I love the “Terrariums or Little Greenhouses” pictured above….also makes for an interesting photograph.  In Colonial Williamsburg gardens tended to have more of an organized and English theme…..colonists must have modeled their gardens after old England and they seemed to have more success than their predecessors at the Jamestown colony.

I love how they have these coldframes now in Colonial Williamsburg they are trenches that basically you lay windows over for a greenhouse type affect.

Of course as I always do I had my camera with me and although it was cold, gray and damp the day we went I think my husband and I got a couple of good shots in spite of it all.  I love these wooden type trellises I am so hoping “The Viking” in my life will put some of these up for us this year.

There was a reason why the colonial garden was built right next to the back door.  This was very efficient and often herbs would be bundled up and dried and or put in the stew for that evenings supper.  The gardens actually just “feel efficient” when you walk through them.  These gardeners meant business and you can tell the gardens produced lots of good healthy produce and nothing was left to waste.  They used herbs not only in cooking but in salves and remedies and as I have a particular interest in herbs and homemade remedies so this was also of particular interest to me.
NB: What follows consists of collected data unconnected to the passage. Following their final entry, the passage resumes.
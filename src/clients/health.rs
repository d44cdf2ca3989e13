use std::{collections::HashMap, sync::Arc};

use chrono::Utc;
use tracing::{debug, warn};

use crate::{
    clients::NotificationServer,
    models::health::{HealthCheckResponse, HealthStatus, ServiceHealth},
};

pub struct HealthChecker {
    server: Arc<dyn NotificationServer>,
    push_type: String,
}

impl HealthChecker {
    pub fn new(server: Arc<dyn NotificationServer>, push_type: String) -> Self {
        Self { server, push_type }
    }

    pub fn check_all(&self) -> HealthCheckResponse {
        let mut checks = HashMap::new();
        checks.insert("pushy".to_string(), self.check_pushy());

        let status = if checks
            .values()
            .any(|health| health.status == HealthStatus::Unhealthy)
        {
            HealthStatus::Unhealthy
        } else {
            HealthStatus::Healthy
        };

        HealthCheckResponse {
            status,
            timestamp: Utc::now(),
            checks,
        }
    }

    fn check_pushy(&self) -> ServiceHealth {
        if self.server.initialize() {
            debug!(push_type = %self.push_type, "Pushy readiness check passed");
            ServiceHealth::healthy().with_push_type(self.push_type.clone())
        } else {
            warn!(push_type = %self.push_type, "Pushy readiness check failed");
            ServiceHealth::unhealthy("Missing Pushy API secret".to_string())
                .with_push_type(self.push_type.clone())
        }
    }
}
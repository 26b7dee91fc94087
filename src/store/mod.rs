//! Persistent allocation records guarded by a host-wide file lock.
//!
//! Layout under `<data dir>/<network>/`:
//! - `lock`: `flock(2)` target; holds the pid of the current holder
//! - `<container id>.json`: one allocation record per container
//!
//! Every mutation is written to a temporary file, synced, renamed into place
//! and followed by a sync of the directory, so a reader sees either the old
//! or the new record and never a torn one. The kernel drops a `flock` when
//! its holder exits, so a crashed invocation never wedges the store.

use chrono::{DateTime, Utc};
use nix::errno::Errno;
use nix::fcntl::{flock, FlockArg};
use serde::{Deserialize, Serialize};
use std::fs::{self, File, OpenOptions};
use std::io::{self, Read, Seek, SeekFrom, Write};
use std::net::Ipv4Addr;
use std::os::unix::io::AsRawFd;
use std::path::{Path, PathBuf};
use std::thread;
use std::time::{Duration, Instant};
use thiserror::Error;
use tracing::{debug, warn};
use uuid::Uuid;

/// Default root for allocation state
pub const DEFAULT_DATA_DIR: &str = "/var/lib/cni/vpcnet";

const LOCK_FILE: &str = "lock";
const RECORD_EXT: &str = "json";
const TMP_PREFIX: &str = ".tmp-";
const LOCK_POLL_INTERVAL: Duration = Duration::from_millis(25);

#[derive(Debug, Error)]
pub enum StoreError {
    #[error("store I/O error on {path}")]
    Io {
        path: PathBuf,
        #[source]
        source: io::Error,
    },

    #[error("corrupt allocation record {path}")]
    Corrupt {
        path: PathBuf,
        #[source]
        source: serde_json::Error,
    },

    #[error("container id {0:?} cannot be used as a store key")]
    InvalidContainerId(String),

    #[error("timed out after {waited:?} waiting for store lock {path} (held by pid {holder:?})")]
    LockTimeout {
        path: PathBuf,
        waited: Duration,
        holder: Option<i32>,
    },
}

impl StoreError {
    fn io(path: &Path, source: io::Error) -> Self {
        Self::Io {
            path: path.to_path_buf(),
            source,
        }
    }
}

/// Outstanding assignment of one pod address.
#[derive(Debug, Clone, PartialEq, Eq, Serialize, Deserialize)]
pub struct AllocationRecord {
    pub container_id: String,
    pub address: Ipv4Addr,
    /// Host interface of the owning ENI
    pub eni_interface: String,
    /// Attachment index of the owning ENI, used to find its route table
    pub eni_index: u32,
    pub host_ifname: String,
    pub container_ifname: String,
    pub created_at: DateTime<Utc>,
    /// Attach invocation that last claimed this record. A failed attach may
    /// only undo its work while the claim is still its own.
    #[serde(default)]
    pub attach_id: Uuid,
}

/// On-disk record store for one network.
#[derive(Debug, Clone)]
pub struct Store {
    dir: PathBuf,
}

impl Store {
    /// Open (creating if needed) the store for `network` below `data_dir`
    pub fn open(data_dir: &Path, network: &str) -> Result<Self, StoreError> {
        let dir = data_dir.join(network);
        fs::create_dir_all(&dir).map_err(|e| StoreError::io(&dir, e))?;
        Ok(Self { dir })
    }

    pub fn dir(&self) -> &Path {
        &self.dir
    }

    /// Take the store-wide exclusive lock, waiting at most `timeout`.
    ///
    /// The lock is released when the returned guard is dropped, or by the
    /// kernel if the process dies while holding it.
    pub fn lock(&self, timeout: Duration) -> Result<StoreGuard<'_>, StoreError> {
        let path = self.dir.join(LOCK_FILE);
        let mut file = OpenOptions::new()
            .read(true)
            .write(true)
            .create(true)
            .open(&path)
            .map_err(|e| StoreError::io(&path, e))?;

        let started = Instant::now();
        loop {
            match flock(file.as_raw_fd(), FlockArg::LockExclusiveNonblock) {
                Ok(()) => break,
                Err(Errno::EINTR) => continue,
                Err(errno) if errno == Errno::EWOULDBLOCK => {
                    let waited = started.elapsed();
                    if waited >= timeout {
                        return Err(StoreError::LockTimeout {
                            holder: read_holder(&mut file),
                            path,
                            waited,
                        });
                    }
                    thread::sleep(LOCK_POLL_INTERVAL.min(timeout - waited));
                }
                Err(errno) => return Err(StoreError::io(&path, io::Error::from(errno))),
            }
        }

        write_holder(&mut file).map_err(|e| StoreError::io(&path, e))?;
        debug!(lock = %path.display(), waited = ?started.elapsed(), "acquired store lock");

        let guard = StoreGuard {
            store: self,
            _lock: file,
        };
        guard.sweep_temporaries()?;
        Ok(guard)
    }

    fn record_path(&self, container_id: &str) -> Result<PathBuf, StoreError> {
        if !valid_container_id(container_id) {
            return Err(StoreError::InvalidContainerId(container_id.to_string()));
        }
        Ok(self.dir.join(format!("{}.{}", container_id, RECORD_EXT)))
    }
}

/// Exclusive access to the store. Records can only be read or changed
/// through a guard.
#[derive(Debug)]
pub struct StoreGuard<'a> {
    store: &'a Store,
    _lock: File,
}

impl StoreGuard<'_> {
    pub fn get(&self, container_id: &str) -> Result<Option<AllocationRecord>, StoreError> {
        let path = self.store.record_path(container_id)?;
        match fs::read(&path) {
            Ok(data) => decode(&path, &data).map(Some),
            Err(e) if e.kind() == io::ErrorKind::NotFound => Ok(None),
            Err(e) => Err(StoreError::io(&path, e)),
        }
    }

    /// Insert or replace the record for `record.container_id`. The record is
    /// durable once this returns.
    pub fn put(&self, record: &AllocationRecord) -> Result<(), StoreError> {
        let path = self.store.record_path(&record.container_id)?;
        let data = serde_json::to_vec_pretty(record).map_err(|source| StoreError::Corrupt {
            path: path.clone(),
            source,
        })?;
        write_atomic(&self.store.dir, &path, &data)
    }

    /// Remove the record for `container_id`; returns whether one existed.
    pub fn delete(&self, container_id: &str) -> Result<bool, StoreError> {
        let path = self.store.record_path(container_id)?;
        match fs::remove_file(&path) {
            Ok(()) => {
                sync_dir(&self.store.dir)?;
                Ok(true)
            }
            Err(e) if e.kind() == io::ErrorKind::NotFound => Ok(false),
            Err(e) => Err(StoreError::io(&path, e)),
        }
    }

    /// All records, ordered by container id
    pub fn list(&self) -> Result<Vec<AllocationRecord>, StoreError> {
        let dir = &self.store.dir;
        let entries = fs::read_dir(dir).map_err(|e| StoreError::io(dir, e))?;

        let mut records = Vec::new();
        for entry in entries {
            let entry = entry.map_err(|e| StoreError::io(dir, e))?;
            let path = entry.path();
            if !is_record_file(&path) {
                continue;
            }
            let data = fs::read(&path).map_err(|e| StoreError::io(&path, e))?;
            records.push(decode(&path, &data)?);
        }
        records.sort_by(|a, b| a.container_id.cmp(&b.container_id));
        Ok(records)
    }

    /// Remove temporary files left behind by writers that died mid-write.
    fn sweep_temporaries(&self) -> Result<(), StoreError> {
        let dir = &self.store.dir;
        let entries = fs::read_dir(dir).map_err(|e| StoreError::io(dir, e))?;
        for entry in entries {
            let entry = entry.map_err(|e| StoreError::io(dir, e))?;
            let name = entry.file_name();
            if name.to_string_lossy().starts_with(TMP_PREFIX) {
                warn!(file = %entry.path().display(), "removing leftover temporary record");
                fs::remove_file(entry.path()).map_err(|e| StoreError::io(&entry.path(), e))?;
            }
        }
        Ok(())
    }
}

/// Container ids become file names, so keep them to a conservative charset.
fn valid_container_id(id: &str) -> bool {
    let mut chars = id.chars();
    match chars.next() {
        Some(first) if first.is_ascii_alphanumeric() => {}
        _ => return false,
    }
    chars.all(|c| c.is_ascii_alphanumeric() || matches!(c, '_' | '.' | '-'))
}

fn is_record_file(path: &Path) -> bool {
    let hidden = path
        .file_name()
        .map(|n| n.to_string_lossy().starts_with('.'))
        .unwrap_or(true);
    !hidden && path.extension().map(|ext| ext == RECORD_EXT).unwrap_or(false)
}

fn decode(path: &Path, data: &[u8]) -> Result<AllocationRecord, StoreError> {
    serde_json::from_slice(data).map_err(|source| StoreError::Corrupt {
        path: path.to_path_buf(),
        source,
    })
}

fn write_atomic(dir: &Path, path: &Path, data: &[u8]) -> Result<(), StoreError> {
    let tmp = dir.join(format!("{}{}", TMP_PREFIX, Uuid::new_v4()));

    let written = (|| {
        let mut file = OpenOptions::new().write(true).create_new(true).open(&tmp)?;
        file.write_all(data)?;
        file.sync_all()?;
        fs::rename(&tmp, path)
    })();

    if let Err(e) = written {
        let _ = fs::remove_file(&tmp);
        return Err(StoreError::io(path, e));
    }

    sync_dir(dir)
}

fn sync_dir(dir: &Path) -> Result<(), StoreError> {
    File::open(dir)
        .and_then(|d| d.sync_all())
        .map_err(|e| StoreError::io(dir, e))
}

fn write_holder(file: &mut File) -> io::Result<()> {
    file.set_len(0)?;
    file.seek(SeekFrom::Start(0))?;
    write!(file, "{}", std::process::id())?;
    file.sync_data()
}

fn read_holder(file: &mut File) -> Option<i32> {
    let mut contents = String::new();
    file.seek(SeekFrom::Start(0)).ok()?;
    file.read_to_string(&mut contents).ok()?;
    contents.trim().parse().ok()
}
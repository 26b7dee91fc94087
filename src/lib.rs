//! VPC CNI plugin for Kubernetes
//!
//! This implementation provides a pure Rust CNI plugin that:
//! - Allocates pod addresses from the secondary addresses of the host's ENIs
//! - Keeps allocations in a crash-safe, lock-protected on-disk store
//! - Wires a veth pair between the host and the container namespace
//! - Installs source-based policy routing so pod traffic leaves via the owning ENI

pub mod allocator;
pub mod commands;
pub mod config;
pub mod eni;
pub mod ip;
pub mod plugin;
pub mod routing;
pub mod store;
pub mod types;
pub mod wiring;

// Re-export commonly used items
pub use allocator::Allocator;
pub use commands::{run_cni, cmd_add, cmd_del, cmd_check};
pub use config::NetConf;
pub use eni::EniPool;
pub use plugin::VpcNetPlugin;
pub use store::{AllocationRecord, Store};
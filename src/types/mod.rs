use serde::{Deserialize, Serialize};
use std::collections::HashMap;
use std::path::PathBuf;

/// CNI versions this plugin speaks
pub const SUPPORTED_VERSIONS: &[&str] = &["0.3.0", "0.3.1", "0.4.0", "1.0.0"];

/// CNI command arguments
#[derive(Debug, Clone)]
pub struct CmdArgs {
    /// Container ID
    pub container_id: String,
    /// Network namespace path, empty when the runtime has none to give
    pub netns: String,
    /// Interface name inside the container
    pub ifname: String,
    /// Arguments
    pub args: HashMap<String, String>,
    /// Path
    pub path: String,
    /// Standard input data
    pub stdin_data: Vec<u8>,
}

impl CmdArgs {
    /// Network namespace as a path, if the runtime provided one
    pub fn netns_path(&self) -> Option<PathBuf> {
        if self.netns.is_empty() {
            None
        } else {
            Some(PathBuf::from(&self.netns))
        }
    }
}

/// Current result format (CNI 1.0.0)
#[derive(Debug, Clone, Serialize, Deserialize)]
pub struct Result {
    /// CNI specification version
    #[serde(rename = "cniVersion")]
    pub cni_version: String,
    /// Interfaces created
    #[serde(skip_serializing_if = "Option::is_none")]
    pub interfaces: Option<Vec<Interface>>,
    /// IP configurations
    #[serde(skip_serializing_if = "Option::is_none")]
    pub ips: Option<Vec<IPConfig>>,
    /// DNS configuration
    #[serde(skip_serializing_if = "Option::is_none")]
    pub dns: Option<DNS>,
    /// Routes to configure
    #[serde(skip_serializing_if = "Option::is_none")]
    pub routes: Option<Vec<Route>>,
}

/// Interface information
#[derive(Debug, Clone, PartialEq, Eq, Serialize, Deserialize)]
pub struct Interface {
    /// Interface name
    pub name: String,
    /// MAC address
    #[serde(skip_serializing_if = "Option::is_none")]
    pub mac: Option<String>,
    /// Sandbox path (network namespace); unset for host interfaces
    #[serde(skip_serializing_if = "Option::is_none")]
    pub sandbox: Option<String>,
}

/// IP configuration
#[derive(Debug, Clone, PartialEq, Eq, Serialize, Deserialize)]
pub struct IPConfig {
    /// Interface index this IP is assigned to
    #[serde(skip_serializing_if = "Option::is_none")]
    pub interface: Option<usize>,
    /// IP address with prefix length
    pub address: String,
    /// Gateway
    #[serde(skip_serializing_if = "Option::is_none")]
    pub gateway: Option<String>,
}

/// DNS configuration
#[derive(Debug, Clone, Serialize, Deserialize)]
pub struct DNS {
    /// DNS nameservers
    pub nameservers: Option<Vec<String>>,
    /// DNS search domains
    pub search: Option<Vec<String>>,
    /// DNS options
    pub options: Option<Vec<String>>,
}

/// Route configuration
#[derive(Debug, Clone, PartialEq, Eq, Serialize, Deserialize)]
pub struct Route {
    /// Destination CIDR
    pub dst: String,
    /// Gateway for this route
    #[serde(skip_serializing_if = "Option::is_none")]
    pub gw: Option<String>,
}

impl Result {
    /// Create a new empty result
    pub fn new(cni_version: &str) -> Self {
        Self {
            cni_version: cni_version.to_string(),
            interfaces: None,
            ips: None,
            dns: None,
            routes: None,
        }
    }

    /// Add an interface to the result, returning its index
    pub fn add_interface(&mut self, interface: Interface) -> usize {
        let interfaces = self.interfaces.get_or_insert_with(Vec::new);
        interfaces.push(interface);
        interfaces.len() - 1
    }

    /// Add an IP configuration to the result
    pub fn add_ip(&mut self, ip: IPConfig) {
        self.ips.get_or_insert_with(Vec::new).push(ip);
    }

    /// Add a route to the result
    pub fn add_route(&mut self, route: Route) {
        self.routes.get_or_insert_with(Vec::new).push(route);
    }

    /// Set DNS configuration
    pub fn set_dns(&mut self, dns: DNS) {
        self.dns = Some(dns);
    }

    /// Print result as JSON
    pub fn print(&self) -> anyhow::Result<()> {
        let json = serde_json::to_string_pretty(self)?;
        println!("{}", json);
        Ok(())
    }
}

/// Error document printed on stdout when a command fails
#[derive(Debug, Clone, Serialize, Deserialize)]
pub struct ErrorResult {
    #[serde(rename = "cniVersion")]
    pub cni_version: String,
    pub code: u32,
    pub msg: String,
    #[serde(default, skip_serializing_if = "String::is_empty")]
    pub details: String,
}

impl ErrorResult {
    pub fn print(&self) -> anyhow::Result<()> {
        println!("{}", serde_json::to_string(self)?);
        Ok(())
    }
}

/// Reply to the VERSION command
#[derive(Debug, Clone, Serialize, Deserialize)]
pub struct VersionResult {
    #[serde(rename = "cniVersion")]
    pub cni_version: String,
    #[serde(rename = "supportedVersions")]
    pub supported_versions: Vec<String>,
}

impl Default for VersionResult {
    fn default() -> Self {
        Self {
            cni_version: "1.0.0".to_string(),
            supported_versions: SUPPORTED_VERSIONS.iter().map(|v| v.to_string()).collect(),
        }
    }
}
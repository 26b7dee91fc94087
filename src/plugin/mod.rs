use anyhow::{Context, Result};
use std::net::Ipv4Addr;
use std::path::PathBuf;
use tracing::{error, info, warn};

use crate::allocator::{host_ifname, Allocation, Allocator};
use crate::config::NetConf;
use crate::eni::EniPool;
use crate::ip::{link_is_up, link_mac, IpCommand, IpRunner};
use crate::routing::{PolicyRouter, RouteTable};
use crate::store::{AllocationRecord, Store};
use crate::types::{CmdArgs, IPConfig, Result as CniResult, Route as CniRoute};
use crate::wiring::{LinkDescriptor, Vether, CONTAINER_GATEWAY};

/// Remove the rules and host veth of `record`, then release it.
///
/// Rules are skipped when the record's attachment index has no route table,
/// since none can have been installed; the address is still released.
pub fn detach_record<R: IpRunner>(
    ip: &R,
    alloc: &Allocator<'_>,
    record: &AllocationRecord,
    netns: PathBuf,
) -> Result<()> {
    let container_id = record.container_id.as_str();

    match RouteTable::for_attachment(record.eni_index) {
        Ok(table) => PolicyRouter::new(ip)
            .remove(record.address, table)
            .with_context(|| format!("Error removing routing for container {}", container_id))?,
        Err(e) => warn!(container_id, error = %e, "skipping rule removal"),
    }

    let link = LinkDescriptor {
        container_id: container_id.to_string(),
        host_ifname: record.host_ifname.clone(),
        container_ifname: record.container_ifname.clone(),
        netns,
    };
    Vether::new(ip, None)
        .teardown(&link)
        .with_context(|| format!("Error removing interfaces for container {}", container_id))?;

    alloc
        .release(container_id)
        .with_context(|| format!("Error releasing IP address for container {}", container_id))?;

    info!(container_id, address = %record.address, "container detached");
    Ok(())
}

/// VPC plugin implementation
pub struct VpcNetPlugin<R = IpCommand> {
    /// Network configuration
    config: NetConf,
    /// Command arguments
    args: CmdArgs,
    ip: R,
}

impl VpcNetPlugin<IpCommand> {
    /// Create a new plugin driving the real `ip` tool
    pub fn new(config: NetConf, args: CmdArgs) -> Self {
        Self::with_runner(config, args, IpCommand)
    }
}

impl<R: IpRunner> VpcNetPlugin<R> {
    pub fn with_runner(config: NetConf, args: CmdArgs, ip: R) -> Self {
        Self { config, args, ip }
    }

    /// Attach the container: allocate, wire, route.
    ///
    /// Once the record is committed, any wiring or routing failure rolls the
    /// attach back (rules, veth, then the record if this attach created it)
    /// before returning the error, so the address goes back to the pool
    /// straight away. A retry that has meanwhile claimed the record is left
    /// alone.
    pub fn add_network(&self) -> Result<CniResult> {
        let container_id = self.args.container_id.as_str();
        let netns = self.args.netns_path().with_context(|| {
            format!("No network namespace given for container {}", container_id)
        })?;
        if self.args.ifname.is_empty() || self.args.ifname.len() >= libc::IFNAMSIZ {
            anyhow::bail!("Invalid container interface name {:?}", self.args.ifname);
        }

        let map_path = self.config.eni_map_path();
        let pool = EniPool::load(&map_path).context("Error loading ENI configuration")?;
        let store = self.open_store()?;
        let alloc = Allocator::new(&store, self.config.lock_timeout());

        let claim = alloc
            .allocate(&pool, container_id, &self.args.ifname)
            .with_context(|| format!("Error allocating IP address for container {}", container_id))?;
        let record = &claim.record;

        info!(
            address = %record.address,
            eni = %record.eni_interface,
            container_id,
            netns = %netns.display(),
            "allocated IP for container"
        );

        let link = LinkDescriptor {
            container_id: container_id.to_string(),
            host_ifname: record.host_ifname.clone(),
            container_ifname: record.container_ifname.clone(),
            netns,
        };

        match self.wire(&pool, record, &link) {
            Ok(result) => Ok(result),
            Err(err) => {
                error!(
                    container_id,
                    error = %format!("{:#}", err),
                    "attach failed after allocation, rolling back"
                );
                self.rollback(&alloc, &claim, &link);
                Err(err)
            }
        }
    }

    /// Detach the container: unroute, unwire, release.
    ///
    /// Always safe to call, including for containers that never attached.
    pub fn del_network(&self) -> Result<()> {
        let container_id = self.args.container_id.as_str();
        let store = self.open_store()?;
        let alloc = Allocator::new(&store, self.config.lock_timeout());

        let Some(record) = alloc
            .lookup(container_id)
            .with_context(|| format!("Error looking up allocation for container {}", container_id))?
        else {
            info!(container_id, "no allocation for container, nothing to release");
            // Clean up a veth left by an attach that died before committing.
            let link = self.link_for(container_id, &host_ifname(container_id));
            if let Err(e) = Vether::new(&self.ip, self.config.mtu).teardown(&link) {
                warn!(container_id, error = %e, "failed to remove leftover veth");
            }
            return Ok(());
        };

        detach_record(&self.ip, &alloc, &record, self.args.netns_path().unwrap_or_default())
    }

    /// Check that an attached container is still wired as recorded
    pub fn check_network(&self) -> Result<()> {
        let container_id = self.args.container_id.as_str();
        let store = self.open_store()?;
        let record = Allocator::new(&store, self.config.lock_timeout())
            .lookup(container_id)?
            .with_context(|| format!("No allocation recorded for container {}", container_id))?;

        let netns = self.args.netns_path().with_context(|| {
            format!("No network namespace given for container {}", container_id)
        })?;

        if !link_is_up(&self.ip, Some(&netns), &record.container_ifname)? {
            anyhow::bail!(
                "Interface {} is not UP in container {}",
                record.container_ifname,
                container_id
            );
        }

        let pool = EniPool::load(&self.config.eni_map_path())
            .context("Error loading ENI configuration")?;
        let eni = pool.find(&record.eni_interface).with_context(|| {
            format!(
                "ENI {} holding {} is no longer in the ENI map",
                record.eni_interface, record.address
            )
        })?;
        if let Some(expected) = eni.mac_address() {
            let actual = link_mac(&self.ip, None, eni.interface_name())?;
            if !actual.eq_ignore_ascii_case(expected) {
                anyhow::bail!(
                    "Interface {} has MAC {}, but ENI {} is {}",
                    eni.interface_name(),
                    actual,
                    eni.eni_id(),
                    expected
                );
            }
        }

        let table = RouteTable::for_attachment(record.eni_index)?;
        if !PolicyRouter::new(&self.ip).is_installed(record.address, table)? {
            anyhow::bail!(
                "No source rule for {} (table {}) for container {}",
                record.address,
                table,
                container_id
            );
        }

        Ok(())
    }

    fn open_store(&self) -> Result<Store> {
        let data_dir = self.config.data_dir();
        Store::open(&data_dir, &self.config.name)
            .with_context(|| format!("Error opening allocation store in {}", data_dir.display()))
    }

    fn link_for(&self, container_id: &str, host_ifname: &str) -> LinkDescriptor {
        LinkDescriptor {
            container_id: container_id.to_string(),
            host_ifname: host_ifname.to_string(),
            container_ifname: self.args.ifname.clone(),
            netns: self.args.netns_path().unwrap_or_default(),
        }
    }

    fn wire(&self, pool: &EniPool, record: &AllocationRecord, link: &LinkDescriptor) -> Result<CniResult> {
        let eni = pool.find(&record.eni_interface).with_context(|| {
            format!(
                "ENI {} holding {} is no longer in the ENI map",
                record.eni_interface, record.address
            )
        })?;

        let (host_if, container_if) = Vether::new(&self.ip, self.config.mtu)
            .setup(record.address, link)
            .with_context(|| {
                format!("Error setting up interface for container {}", record.container_id)
            })?;

        info!(
            host = %host_if.name,
            container = %container_if.name,
            container_id = %record.container_id,
            "created interfaces"
        );

        PolicyRouter::new(&self.ip)
            .install(record.address, eni)
            .with_context(|| {
                format!("Error installing routing for container {}", record.container_id)
            })?;

        Ok(self.result(record.address, host_if, container_if))
    }

    /// Best-effort undo of a failed attach. Whatever is left behind is
    /// removed by a later DEL.
    ///
    /// Runs under the store lock and only while this attach still holds the
    /// claim; a retried attach that took over owns the links and rules now.
    fn rollback(&self, alloc: &Allocator<'_>, claim: &Allocation, link: &LinkDescriptor) {
        let record = &claim.record;
        let container_id = record.container_id.as_str();

        let undo = || {
            match RouteTable::for_attachment(record.eni_index) {
                Ok(table) => {
                    if let Err(e) = PolicyRouter::new(&self.ip).remove(record.address, table) {
                        warn!(container_id, error = %e, "rollback: failed to remove rules");
                    }
                }
                Err(e) => warn!(container_id, error = %e, "rollback: no route table"),
            }

            if let Err(e) = Vether::new(&self.ip, self.config.mtu).teardown(link) {
                warn!(container_id, error = %e, "rollback: failed to remove veth");
            }
        };

        match alloc.abandon(claim, undo) {
            Ok(true) if claim.created => {
                info!(container_id, address = %record.address, "rollback: released address")
            }
            Ok(true) => info!(container_id, "rollback: kept allocation made by an earlier attach"),
            Ok(false) => warn!(container_id, "rollback: skipped, a newer attach owns the container"),
            Err(e) => warn!(container_id, error = %e, "rollback: failed to release address"),
        }
    }

    fn result(
        &self,
        address: Ipv4Addr,
        host_if: crate::types::Interface,
        container_if: crate::types::Interface,
    ) -> CniResult {
        let gateway = CONTAINER_GATEWAY.to_string();
        let mut result = CniResult::new(&self.config.cni_version);

        result.add_interface(host_if);
        let container_idx = result.add_interface(container_if);

        result.add_ip(IPConfig {
            interface: Some(container_idx),
            address: format!("{}/32", address),
            gateway: Some(gateway.clone()),
        });
        result.add_route(CniRoute {
            dst: "0.0.0.0/0".to_string(),
            gw: Some(gateway),
        });

        result
    }
}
I believe it is really important to look back before we make plans towards the future.  These gardens definitely gave us some definite ideas of where we want to go with our gardens this year.  I hope they have inspired you as well!  Click here to see some maps of what colonial gardens looked like:

Some trivia:

Did you know most Colonial Women were not used to gardening so they had to start out small…..they were learning new skill sets…they basically started out doing their best to support their families and then were slowly able to expand as their gardening skills grew.  This is very similar to me when I first started gardening I mostly only grew tomatoes or at least that was one of the only seeds I had luck with.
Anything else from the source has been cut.